• _DESCRIPTION OF THE TASK_: Where does the word "ticker" show up in the records? Copy every line that has it.

• _SUPPLIED MATERIAL_:
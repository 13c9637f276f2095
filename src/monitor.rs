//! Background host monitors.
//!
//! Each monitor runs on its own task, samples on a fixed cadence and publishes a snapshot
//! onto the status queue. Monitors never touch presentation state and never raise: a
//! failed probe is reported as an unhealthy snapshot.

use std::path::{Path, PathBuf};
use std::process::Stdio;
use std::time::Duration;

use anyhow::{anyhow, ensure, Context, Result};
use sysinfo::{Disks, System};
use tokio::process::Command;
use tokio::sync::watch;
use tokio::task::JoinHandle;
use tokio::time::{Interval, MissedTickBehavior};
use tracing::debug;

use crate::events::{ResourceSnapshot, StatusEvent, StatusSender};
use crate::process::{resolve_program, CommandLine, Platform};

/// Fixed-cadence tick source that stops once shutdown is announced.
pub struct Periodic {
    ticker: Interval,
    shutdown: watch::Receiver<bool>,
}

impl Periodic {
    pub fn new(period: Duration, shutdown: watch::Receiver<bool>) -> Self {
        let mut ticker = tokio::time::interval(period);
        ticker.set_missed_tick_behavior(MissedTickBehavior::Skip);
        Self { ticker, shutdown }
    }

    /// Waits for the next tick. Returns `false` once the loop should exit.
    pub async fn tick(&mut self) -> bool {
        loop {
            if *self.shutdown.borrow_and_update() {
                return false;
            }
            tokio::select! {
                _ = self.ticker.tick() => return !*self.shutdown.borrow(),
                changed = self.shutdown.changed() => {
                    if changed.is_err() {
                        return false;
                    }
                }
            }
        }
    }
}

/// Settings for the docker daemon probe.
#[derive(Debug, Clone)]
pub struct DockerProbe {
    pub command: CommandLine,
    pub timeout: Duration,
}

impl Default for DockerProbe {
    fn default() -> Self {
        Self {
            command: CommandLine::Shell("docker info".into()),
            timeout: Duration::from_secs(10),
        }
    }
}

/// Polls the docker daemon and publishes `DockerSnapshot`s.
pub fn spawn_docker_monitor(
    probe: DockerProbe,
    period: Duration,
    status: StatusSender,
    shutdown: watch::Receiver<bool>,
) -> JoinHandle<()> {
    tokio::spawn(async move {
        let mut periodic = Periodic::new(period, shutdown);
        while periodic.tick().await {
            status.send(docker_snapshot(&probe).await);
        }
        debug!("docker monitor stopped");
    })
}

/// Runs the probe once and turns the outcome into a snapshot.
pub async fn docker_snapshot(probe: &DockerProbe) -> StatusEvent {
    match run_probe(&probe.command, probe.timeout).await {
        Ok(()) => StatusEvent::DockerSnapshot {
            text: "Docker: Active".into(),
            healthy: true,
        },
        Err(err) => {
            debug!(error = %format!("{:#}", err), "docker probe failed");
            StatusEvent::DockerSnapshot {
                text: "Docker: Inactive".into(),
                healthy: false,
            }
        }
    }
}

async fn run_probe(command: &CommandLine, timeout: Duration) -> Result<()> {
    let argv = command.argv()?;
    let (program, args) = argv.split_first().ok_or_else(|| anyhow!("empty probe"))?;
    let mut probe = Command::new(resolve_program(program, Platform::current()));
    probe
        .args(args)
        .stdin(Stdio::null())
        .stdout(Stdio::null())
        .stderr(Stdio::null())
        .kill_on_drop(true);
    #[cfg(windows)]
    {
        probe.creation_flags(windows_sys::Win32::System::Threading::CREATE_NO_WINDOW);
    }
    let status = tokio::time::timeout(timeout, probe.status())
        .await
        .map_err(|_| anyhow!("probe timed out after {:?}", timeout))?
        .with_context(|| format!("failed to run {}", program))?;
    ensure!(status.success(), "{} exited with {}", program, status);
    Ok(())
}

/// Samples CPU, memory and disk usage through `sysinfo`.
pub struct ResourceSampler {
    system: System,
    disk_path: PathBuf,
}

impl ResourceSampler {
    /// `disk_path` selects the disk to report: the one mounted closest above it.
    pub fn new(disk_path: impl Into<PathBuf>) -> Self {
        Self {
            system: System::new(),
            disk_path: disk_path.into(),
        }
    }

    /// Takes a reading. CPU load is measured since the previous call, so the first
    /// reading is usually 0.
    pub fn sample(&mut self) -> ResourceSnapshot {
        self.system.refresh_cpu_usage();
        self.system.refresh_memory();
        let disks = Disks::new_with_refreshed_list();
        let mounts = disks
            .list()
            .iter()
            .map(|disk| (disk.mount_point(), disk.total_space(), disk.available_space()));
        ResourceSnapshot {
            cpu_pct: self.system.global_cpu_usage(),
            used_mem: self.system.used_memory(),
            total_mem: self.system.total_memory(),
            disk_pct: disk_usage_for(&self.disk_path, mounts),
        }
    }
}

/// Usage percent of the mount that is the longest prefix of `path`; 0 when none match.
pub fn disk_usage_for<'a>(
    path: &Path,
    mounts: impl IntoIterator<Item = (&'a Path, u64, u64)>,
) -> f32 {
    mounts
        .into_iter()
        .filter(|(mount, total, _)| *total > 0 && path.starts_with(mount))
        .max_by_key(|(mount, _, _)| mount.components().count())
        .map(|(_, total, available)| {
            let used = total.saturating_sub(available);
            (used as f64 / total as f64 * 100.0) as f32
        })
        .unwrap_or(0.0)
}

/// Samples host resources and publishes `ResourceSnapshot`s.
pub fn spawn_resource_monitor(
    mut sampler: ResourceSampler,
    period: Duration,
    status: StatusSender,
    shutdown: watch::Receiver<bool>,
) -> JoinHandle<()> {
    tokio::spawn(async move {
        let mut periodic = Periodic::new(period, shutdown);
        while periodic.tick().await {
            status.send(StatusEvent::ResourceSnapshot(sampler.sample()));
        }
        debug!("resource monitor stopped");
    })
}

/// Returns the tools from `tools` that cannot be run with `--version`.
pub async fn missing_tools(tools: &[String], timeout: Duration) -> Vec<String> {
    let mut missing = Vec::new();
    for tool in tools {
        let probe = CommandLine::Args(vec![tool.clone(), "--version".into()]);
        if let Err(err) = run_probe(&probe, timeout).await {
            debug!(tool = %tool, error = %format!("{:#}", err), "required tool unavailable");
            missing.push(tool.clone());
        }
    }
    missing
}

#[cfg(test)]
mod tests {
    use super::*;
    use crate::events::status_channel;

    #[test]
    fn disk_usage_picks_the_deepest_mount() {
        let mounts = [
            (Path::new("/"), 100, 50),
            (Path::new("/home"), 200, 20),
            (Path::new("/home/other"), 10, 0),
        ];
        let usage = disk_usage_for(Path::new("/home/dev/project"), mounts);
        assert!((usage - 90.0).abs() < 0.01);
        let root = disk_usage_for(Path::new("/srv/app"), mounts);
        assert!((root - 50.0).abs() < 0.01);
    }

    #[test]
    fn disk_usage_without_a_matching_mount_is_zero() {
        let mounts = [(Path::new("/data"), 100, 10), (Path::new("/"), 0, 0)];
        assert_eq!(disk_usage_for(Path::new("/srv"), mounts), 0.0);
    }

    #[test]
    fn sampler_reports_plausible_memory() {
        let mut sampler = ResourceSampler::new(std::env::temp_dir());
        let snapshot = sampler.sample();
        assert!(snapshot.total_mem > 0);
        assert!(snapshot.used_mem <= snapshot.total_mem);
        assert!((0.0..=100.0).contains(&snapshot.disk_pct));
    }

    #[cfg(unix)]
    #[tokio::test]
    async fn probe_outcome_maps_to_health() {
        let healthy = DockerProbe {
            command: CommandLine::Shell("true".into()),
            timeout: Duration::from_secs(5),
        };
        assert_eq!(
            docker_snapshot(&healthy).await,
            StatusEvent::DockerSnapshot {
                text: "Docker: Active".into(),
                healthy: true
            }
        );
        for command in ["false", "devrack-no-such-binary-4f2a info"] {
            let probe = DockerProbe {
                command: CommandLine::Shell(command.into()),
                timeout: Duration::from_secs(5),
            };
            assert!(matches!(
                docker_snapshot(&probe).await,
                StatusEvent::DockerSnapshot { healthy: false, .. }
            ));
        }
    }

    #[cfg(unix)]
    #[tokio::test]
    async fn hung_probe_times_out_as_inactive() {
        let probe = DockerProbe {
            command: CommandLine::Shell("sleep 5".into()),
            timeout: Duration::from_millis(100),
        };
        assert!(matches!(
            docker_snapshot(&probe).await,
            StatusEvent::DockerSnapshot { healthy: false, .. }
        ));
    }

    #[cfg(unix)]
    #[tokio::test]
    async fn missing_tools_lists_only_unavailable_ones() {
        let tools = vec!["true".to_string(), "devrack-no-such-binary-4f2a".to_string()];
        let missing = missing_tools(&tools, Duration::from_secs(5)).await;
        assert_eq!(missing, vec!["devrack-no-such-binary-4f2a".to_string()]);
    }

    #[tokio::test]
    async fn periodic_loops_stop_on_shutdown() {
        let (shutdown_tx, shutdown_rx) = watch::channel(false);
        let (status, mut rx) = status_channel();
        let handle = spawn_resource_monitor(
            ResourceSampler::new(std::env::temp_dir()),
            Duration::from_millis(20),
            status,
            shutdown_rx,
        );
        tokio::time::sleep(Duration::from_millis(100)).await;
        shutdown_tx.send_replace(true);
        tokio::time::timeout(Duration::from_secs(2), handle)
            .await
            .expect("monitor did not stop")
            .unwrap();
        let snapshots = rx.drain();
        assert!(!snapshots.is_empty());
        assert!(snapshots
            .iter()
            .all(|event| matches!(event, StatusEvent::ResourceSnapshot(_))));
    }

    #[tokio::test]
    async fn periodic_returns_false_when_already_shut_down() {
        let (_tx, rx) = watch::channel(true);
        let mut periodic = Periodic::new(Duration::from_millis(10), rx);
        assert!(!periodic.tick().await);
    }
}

--

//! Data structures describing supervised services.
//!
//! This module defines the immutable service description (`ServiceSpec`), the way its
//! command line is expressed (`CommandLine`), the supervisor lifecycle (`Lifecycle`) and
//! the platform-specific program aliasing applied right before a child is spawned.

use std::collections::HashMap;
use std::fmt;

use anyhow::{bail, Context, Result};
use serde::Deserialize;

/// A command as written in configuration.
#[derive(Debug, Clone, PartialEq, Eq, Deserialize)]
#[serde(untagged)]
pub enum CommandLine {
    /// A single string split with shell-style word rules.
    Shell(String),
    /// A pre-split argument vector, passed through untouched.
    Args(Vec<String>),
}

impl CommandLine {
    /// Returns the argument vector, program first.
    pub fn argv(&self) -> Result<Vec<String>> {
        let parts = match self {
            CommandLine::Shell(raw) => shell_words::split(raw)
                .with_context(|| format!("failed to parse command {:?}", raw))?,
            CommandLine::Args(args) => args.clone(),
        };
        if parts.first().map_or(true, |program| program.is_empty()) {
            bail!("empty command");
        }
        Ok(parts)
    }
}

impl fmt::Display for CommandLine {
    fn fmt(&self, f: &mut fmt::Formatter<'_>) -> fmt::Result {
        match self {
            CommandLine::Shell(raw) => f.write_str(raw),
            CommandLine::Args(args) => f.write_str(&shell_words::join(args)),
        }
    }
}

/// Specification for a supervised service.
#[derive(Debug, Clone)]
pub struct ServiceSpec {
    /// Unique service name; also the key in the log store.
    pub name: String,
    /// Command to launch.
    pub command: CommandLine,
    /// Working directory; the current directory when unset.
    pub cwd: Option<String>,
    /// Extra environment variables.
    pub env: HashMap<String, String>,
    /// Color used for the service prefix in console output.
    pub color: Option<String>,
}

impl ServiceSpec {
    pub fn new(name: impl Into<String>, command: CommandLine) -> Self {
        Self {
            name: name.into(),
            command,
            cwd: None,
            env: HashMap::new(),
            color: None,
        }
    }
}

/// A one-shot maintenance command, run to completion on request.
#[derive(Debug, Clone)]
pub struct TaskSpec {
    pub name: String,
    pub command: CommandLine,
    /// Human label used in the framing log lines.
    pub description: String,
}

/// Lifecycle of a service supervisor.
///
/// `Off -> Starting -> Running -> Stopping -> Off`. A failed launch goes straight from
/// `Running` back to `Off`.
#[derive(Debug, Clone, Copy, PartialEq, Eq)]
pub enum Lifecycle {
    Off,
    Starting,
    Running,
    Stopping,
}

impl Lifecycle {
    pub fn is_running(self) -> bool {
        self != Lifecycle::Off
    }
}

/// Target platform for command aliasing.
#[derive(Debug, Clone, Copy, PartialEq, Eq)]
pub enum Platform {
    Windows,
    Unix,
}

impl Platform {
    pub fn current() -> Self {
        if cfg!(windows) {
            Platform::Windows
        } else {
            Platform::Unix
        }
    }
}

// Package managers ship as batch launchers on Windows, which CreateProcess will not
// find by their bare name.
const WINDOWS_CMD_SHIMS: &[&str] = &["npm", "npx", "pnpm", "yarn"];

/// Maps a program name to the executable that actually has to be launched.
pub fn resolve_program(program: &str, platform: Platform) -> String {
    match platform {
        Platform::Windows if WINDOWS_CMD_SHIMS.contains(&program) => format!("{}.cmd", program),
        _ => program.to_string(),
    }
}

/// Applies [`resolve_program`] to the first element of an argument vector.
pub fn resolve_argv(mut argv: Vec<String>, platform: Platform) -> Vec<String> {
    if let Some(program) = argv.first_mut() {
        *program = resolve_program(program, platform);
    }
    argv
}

* * *

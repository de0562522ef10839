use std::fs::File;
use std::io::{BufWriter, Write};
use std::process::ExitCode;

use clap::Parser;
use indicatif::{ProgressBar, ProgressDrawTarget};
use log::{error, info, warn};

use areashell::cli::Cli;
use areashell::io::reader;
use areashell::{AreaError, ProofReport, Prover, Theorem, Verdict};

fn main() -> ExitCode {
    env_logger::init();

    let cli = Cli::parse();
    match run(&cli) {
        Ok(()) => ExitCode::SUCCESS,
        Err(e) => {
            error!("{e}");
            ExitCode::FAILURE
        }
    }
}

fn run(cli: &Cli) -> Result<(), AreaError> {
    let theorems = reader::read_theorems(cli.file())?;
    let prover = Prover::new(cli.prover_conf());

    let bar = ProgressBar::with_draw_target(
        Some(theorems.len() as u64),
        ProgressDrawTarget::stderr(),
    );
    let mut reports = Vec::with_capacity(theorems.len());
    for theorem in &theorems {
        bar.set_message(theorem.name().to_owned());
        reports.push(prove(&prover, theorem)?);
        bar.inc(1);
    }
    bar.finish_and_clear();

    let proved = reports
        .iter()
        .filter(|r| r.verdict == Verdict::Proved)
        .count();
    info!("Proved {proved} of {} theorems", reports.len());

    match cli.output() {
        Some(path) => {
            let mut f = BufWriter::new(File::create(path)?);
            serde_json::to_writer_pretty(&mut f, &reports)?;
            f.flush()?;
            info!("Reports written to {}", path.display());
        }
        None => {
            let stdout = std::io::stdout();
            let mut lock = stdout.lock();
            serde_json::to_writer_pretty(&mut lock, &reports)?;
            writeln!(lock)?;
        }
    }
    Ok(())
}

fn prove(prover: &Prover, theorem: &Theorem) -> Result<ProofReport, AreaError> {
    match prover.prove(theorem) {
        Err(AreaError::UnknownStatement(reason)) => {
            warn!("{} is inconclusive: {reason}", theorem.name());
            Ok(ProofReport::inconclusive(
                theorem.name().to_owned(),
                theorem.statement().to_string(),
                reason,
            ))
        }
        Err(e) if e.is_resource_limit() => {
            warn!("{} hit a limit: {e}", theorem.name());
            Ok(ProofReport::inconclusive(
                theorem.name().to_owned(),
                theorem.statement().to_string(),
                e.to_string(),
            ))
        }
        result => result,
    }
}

• _RESULT FOR THIS EXERCISE_:
    ticker: Interval,
        let mut ticker = tokio::time::interval(period);
        ticker.set_missed_tick_behavior(MissedTickBehavior::Skip);
        Self { ticker, shutdown }
                _ = self.ticker.tick() => return !*self.shutdown.borrow(),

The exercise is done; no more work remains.